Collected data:
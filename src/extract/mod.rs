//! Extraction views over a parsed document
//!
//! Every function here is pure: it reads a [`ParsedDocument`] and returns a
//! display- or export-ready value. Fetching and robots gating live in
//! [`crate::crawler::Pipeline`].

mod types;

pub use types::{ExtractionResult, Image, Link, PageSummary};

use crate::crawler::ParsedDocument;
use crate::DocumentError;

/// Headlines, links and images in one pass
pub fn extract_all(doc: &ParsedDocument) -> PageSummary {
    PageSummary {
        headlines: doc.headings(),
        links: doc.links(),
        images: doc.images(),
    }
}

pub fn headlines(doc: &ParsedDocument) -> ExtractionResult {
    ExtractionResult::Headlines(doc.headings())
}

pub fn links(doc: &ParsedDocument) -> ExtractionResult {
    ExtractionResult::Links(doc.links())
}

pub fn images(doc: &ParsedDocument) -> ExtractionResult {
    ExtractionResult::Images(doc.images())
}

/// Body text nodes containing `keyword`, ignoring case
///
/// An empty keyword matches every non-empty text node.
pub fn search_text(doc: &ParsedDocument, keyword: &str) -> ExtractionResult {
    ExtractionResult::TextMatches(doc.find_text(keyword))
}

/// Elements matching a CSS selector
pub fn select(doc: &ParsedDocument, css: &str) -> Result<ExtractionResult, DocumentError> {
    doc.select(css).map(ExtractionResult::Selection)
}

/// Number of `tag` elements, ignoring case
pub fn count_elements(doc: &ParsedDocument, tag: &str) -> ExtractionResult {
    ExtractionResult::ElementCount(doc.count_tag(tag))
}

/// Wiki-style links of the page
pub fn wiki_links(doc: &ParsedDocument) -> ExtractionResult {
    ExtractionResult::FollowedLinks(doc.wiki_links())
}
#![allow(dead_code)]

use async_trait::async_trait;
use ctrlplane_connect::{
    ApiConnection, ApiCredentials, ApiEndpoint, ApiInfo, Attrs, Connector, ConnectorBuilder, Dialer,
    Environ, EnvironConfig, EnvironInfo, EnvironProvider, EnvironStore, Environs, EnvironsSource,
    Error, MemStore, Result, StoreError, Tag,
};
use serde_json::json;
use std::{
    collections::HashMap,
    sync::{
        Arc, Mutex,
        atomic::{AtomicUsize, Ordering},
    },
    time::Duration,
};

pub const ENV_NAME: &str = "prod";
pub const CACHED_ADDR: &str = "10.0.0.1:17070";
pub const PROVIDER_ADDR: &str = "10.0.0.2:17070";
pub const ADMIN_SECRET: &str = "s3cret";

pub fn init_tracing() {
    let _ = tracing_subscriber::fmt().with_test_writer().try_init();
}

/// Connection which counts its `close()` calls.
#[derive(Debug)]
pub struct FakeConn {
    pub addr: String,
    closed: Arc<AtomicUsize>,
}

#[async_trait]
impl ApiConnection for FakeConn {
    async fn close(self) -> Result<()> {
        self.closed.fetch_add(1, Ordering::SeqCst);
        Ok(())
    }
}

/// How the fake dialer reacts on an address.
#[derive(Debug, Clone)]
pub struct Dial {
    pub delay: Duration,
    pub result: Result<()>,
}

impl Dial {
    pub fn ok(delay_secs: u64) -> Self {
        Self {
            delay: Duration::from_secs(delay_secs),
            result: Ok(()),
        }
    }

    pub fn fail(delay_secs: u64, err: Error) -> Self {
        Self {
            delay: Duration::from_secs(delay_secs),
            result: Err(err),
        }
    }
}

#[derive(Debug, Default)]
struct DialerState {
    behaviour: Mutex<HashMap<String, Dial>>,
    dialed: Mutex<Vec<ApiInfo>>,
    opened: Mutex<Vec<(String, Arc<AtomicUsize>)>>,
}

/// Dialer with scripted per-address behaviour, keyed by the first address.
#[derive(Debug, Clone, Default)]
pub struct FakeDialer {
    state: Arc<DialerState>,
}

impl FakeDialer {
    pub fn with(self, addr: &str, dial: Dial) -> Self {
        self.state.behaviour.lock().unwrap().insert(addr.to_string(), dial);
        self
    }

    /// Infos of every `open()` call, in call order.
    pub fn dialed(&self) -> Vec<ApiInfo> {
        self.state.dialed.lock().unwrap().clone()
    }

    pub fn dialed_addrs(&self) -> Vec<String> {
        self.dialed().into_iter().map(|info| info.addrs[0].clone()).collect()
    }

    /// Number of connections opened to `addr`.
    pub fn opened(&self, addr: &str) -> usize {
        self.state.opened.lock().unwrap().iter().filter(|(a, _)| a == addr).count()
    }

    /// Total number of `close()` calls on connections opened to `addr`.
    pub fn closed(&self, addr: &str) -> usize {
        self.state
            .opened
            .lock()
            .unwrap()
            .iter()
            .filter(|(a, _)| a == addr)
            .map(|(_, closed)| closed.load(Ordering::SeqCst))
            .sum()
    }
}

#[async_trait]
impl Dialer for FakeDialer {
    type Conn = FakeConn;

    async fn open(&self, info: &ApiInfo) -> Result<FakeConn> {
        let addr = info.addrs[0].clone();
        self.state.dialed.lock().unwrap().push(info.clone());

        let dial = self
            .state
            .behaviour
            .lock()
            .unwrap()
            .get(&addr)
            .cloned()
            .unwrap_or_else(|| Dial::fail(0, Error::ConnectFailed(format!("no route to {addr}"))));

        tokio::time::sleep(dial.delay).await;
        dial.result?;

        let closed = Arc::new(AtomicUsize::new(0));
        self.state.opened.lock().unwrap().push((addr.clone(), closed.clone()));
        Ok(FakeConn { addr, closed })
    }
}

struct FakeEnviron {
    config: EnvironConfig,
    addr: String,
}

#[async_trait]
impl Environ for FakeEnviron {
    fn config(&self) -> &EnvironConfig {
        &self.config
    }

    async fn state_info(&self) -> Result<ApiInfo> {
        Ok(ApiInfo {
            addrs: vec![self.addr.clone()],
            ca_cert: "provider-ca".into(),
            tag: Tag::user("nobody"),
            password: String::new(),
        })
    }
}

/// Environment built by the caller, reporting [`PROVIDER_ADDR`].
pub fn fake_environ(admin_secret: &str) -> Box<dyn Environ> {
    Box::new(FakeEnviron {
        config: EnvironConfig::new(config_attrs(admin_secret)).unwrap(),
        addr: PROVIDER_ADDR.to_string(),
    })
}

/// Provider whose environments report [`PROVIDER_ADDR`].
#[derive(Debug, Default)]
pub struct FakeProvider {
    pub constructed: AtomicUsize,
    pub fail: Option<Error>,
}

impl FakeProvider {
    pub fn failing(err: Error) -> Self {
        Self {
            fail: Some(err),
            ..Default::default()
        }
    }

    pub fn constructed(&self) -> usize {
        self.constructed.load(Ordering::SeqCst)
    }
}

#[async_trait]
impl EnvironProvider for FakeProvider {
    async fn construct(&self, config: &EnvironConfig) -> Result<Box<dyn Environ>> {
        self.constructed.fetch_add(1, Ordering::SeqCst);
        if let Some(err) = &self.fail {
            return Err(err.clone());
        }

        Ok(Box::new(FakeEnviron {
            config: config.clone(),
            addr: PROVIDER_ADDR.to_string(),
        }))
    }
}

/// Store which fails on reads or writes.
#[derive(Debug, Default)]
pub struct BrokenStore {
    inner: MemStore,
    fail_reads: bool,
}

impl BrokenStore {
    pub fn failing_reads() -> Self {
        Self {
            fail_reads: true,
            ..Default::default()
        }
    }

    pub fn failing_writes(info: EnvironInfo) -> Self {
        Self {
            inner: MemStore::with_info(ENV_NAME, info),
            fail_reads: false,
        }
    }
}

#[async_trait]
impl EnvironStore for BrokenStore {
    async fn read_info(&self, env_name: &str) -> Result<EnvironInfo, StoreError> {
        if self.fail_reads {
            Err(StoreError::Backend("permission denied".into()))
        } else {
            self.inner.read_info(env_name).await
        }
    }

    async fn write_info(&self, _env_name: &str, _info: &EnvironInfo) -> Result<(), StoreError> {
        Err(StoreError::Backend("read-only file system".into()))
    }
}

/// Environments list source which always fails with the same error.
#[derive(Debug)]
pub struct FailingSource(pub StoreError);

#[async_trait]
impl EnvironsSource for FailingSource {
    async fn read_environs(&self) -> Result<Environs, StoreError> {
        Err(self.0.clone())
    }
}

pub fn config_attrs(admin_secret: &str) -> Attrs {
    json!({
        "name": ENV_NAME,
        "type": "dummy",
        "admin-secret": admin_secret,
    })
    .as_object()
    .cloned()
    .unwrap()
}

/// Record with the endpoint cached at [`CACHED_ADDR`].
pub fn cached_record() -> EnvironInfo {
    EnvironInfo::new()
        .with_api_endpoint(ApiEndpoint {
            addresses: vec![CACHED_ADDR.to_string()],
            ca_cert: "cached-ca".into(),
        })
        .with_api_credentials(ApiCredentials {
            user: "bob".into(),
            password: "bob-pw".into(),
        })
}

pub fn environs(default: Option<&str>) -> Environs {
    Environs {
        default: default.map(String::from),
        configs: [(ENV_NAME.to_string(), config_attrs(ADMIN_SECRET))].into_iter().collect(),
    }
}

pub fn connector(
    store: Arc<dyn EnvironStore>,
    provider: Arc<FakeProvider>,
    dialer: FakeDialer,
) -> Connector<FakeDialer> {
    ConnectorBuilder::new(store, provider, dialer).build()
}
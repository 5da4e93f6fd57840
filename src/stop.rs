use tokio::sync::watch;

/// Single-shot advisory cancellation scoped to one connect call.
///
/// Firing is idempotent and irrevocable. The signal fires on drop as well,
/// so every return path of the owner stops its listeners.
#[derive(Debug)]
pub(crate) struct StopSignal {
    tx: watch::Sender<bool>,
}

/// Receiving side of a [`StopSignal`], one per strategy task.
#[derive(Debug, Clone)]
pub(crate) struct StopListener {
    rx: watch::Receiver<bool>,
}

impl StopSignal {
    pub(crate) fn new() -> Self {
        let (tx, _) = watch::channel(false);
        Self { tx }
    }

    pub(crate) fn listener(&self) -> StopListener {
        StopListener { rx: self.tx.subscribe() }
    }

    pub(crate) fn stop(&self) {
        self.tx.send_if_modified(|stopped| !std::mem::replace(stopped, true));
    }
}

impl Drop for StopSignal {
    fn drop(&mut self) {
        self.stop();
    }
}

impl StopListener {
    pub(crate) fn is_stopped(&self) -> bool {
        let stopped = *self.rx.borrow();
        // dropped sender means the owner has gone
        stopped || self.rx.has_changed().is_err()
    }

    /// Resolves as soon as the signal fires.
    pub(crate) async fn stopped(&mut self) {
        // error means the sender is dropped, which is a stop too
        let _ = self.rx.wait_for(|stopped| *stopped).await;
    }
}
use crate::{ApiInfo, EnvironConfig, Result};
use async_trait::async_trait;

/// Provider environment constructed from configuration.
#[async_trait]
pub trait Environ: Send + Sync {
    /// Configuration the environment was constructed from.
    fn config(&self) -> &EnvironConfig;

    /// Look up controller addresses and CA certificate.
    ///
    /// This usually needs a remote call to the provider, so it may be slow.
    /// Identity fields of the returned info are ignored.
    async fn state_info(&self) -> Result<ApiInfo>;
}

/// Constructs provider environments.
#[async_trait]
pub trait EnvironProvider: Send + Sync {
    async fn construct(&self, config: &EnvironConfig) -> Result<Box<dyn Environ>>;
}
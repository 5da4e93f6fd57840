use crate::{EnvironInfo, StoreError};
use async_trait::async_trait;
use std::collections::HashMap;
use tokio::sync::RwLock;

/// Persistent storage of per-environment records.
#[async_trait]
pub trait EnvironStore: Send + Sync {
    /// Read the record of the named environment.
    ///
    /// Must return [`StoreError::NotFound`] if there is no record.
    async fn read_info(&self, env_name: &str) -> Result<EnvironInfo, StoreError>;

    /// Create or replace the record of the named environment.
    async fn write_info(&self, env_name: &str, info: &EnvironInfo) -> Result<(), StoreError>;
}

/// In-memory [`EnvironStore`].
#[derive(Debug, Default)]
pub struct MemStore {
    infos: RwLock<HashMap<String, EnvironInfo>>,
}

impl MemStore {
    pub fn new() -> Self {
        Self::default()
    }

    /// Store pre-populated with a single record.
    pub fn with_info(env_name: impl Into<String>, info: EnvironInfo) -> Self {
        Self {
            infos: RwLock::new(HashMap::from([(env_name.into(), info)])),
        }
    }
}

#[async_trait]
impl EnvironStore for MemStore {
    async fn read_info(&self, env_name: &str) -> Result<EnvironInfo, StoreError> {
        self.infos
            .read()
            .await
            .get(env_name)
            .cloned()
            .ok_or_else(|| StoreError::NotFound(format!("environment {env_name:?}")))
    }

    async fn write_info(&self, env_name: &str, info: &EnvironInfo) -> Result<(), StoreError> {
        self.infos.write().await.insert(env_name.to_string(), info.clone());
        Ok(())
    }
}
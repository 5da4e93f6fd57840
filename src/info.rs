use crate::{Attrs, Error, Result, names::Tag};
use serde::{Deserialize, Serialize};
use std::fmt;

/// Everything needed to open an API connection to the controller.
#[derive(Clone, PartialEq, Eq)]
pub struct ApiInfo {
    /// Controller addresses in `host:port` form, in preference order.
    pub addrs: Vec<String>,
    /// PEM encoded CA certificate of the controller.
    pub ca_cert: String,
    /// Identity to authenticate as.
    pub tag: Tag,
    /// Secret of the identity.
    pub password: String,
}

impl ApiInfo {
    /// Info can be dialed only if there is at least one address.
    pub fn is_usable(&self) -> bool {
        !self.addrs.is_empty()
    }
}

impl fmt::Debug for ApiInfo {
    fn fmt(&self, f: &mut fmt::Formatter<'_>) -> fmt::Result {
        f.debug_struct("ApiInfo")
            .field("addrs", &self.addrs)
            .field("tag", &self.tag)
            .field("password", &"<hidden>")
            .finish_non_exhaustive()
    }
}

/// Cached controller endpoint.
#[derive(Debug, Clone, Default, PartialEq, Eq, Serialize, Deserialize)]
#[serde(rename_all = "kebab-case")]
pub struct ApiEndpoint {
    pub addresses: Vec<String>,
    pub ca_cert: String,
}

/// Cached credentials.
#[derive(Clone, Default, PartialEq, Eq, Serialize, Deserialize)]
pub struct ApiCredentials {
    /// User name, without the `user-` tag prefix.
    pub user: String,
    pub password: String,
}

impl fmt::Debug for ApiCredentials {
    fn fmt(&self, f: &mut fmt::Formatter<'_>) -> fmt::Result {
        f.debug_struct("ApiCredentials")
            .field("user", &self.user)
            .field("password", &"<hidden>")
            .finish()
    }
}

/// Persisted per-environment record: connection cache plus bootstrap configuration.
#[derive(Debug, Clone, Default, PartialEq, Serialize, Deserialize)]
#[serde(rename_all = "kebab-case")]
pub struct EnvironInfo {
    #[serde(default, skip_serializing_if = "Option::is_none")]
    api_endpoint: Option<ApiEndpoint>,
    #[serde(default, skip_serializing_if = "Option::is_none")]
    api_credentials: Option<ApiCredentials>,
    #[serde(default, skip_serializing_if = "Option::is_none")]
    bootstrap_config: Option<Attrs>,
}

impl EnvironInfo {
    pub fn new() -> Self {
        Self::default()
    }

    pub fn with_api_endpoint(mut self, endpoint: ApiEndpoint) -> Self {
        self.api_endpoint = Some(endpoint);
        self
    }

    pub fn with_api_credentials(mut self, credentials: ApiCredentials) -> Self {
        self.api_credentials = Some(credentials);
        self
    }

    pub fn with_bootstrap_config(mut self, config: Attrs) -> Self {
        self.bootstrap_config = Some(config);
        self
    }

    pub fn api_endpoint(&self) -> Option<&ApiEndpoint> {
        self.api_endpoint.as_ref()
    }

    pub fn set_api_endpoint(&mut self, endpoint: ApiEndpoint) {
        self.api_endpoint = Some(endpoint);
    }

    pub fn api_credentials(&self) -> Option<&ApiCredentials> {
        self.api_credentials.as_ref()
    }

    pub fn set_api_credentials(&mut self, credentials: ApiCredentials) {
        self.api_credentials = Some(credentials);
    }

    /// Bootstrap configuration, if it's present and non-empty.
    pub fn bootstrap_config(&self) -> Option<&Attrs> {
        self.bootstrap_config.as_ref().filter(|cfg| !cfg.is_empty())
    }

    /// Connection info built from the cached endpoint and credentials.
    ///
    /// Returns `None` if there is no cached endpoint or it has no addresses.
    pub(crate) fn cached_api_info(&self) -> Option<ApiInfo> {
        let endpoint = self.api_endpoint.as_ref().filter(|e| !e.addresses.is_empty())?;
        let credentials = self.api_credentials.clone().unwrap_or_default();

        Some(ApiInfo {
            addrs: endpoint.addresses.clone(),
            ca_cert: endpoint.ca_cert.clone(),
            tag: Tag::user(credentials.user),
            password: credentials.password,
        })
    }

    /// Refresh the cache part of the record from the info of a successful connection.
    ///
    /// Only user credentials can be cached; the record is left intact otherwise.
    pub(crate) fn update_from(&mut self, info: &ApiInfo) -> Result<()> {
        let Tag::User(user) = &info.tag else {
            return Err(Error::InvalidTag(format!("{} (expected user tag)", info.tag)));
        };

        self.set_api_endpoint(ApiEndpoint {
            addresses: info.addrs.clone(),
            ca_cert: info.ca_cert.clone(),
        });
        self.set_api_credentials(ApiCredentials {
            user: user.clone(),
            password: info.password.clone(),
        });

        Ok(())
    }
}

▸ **PROBLEM**:
Your answer should be all lines from the data that contain "certificate".

▸ **TASK RESULT**:
    /// Look up controller addresses and CA certificate.
    /// PEM encoded CA certificate of the controller.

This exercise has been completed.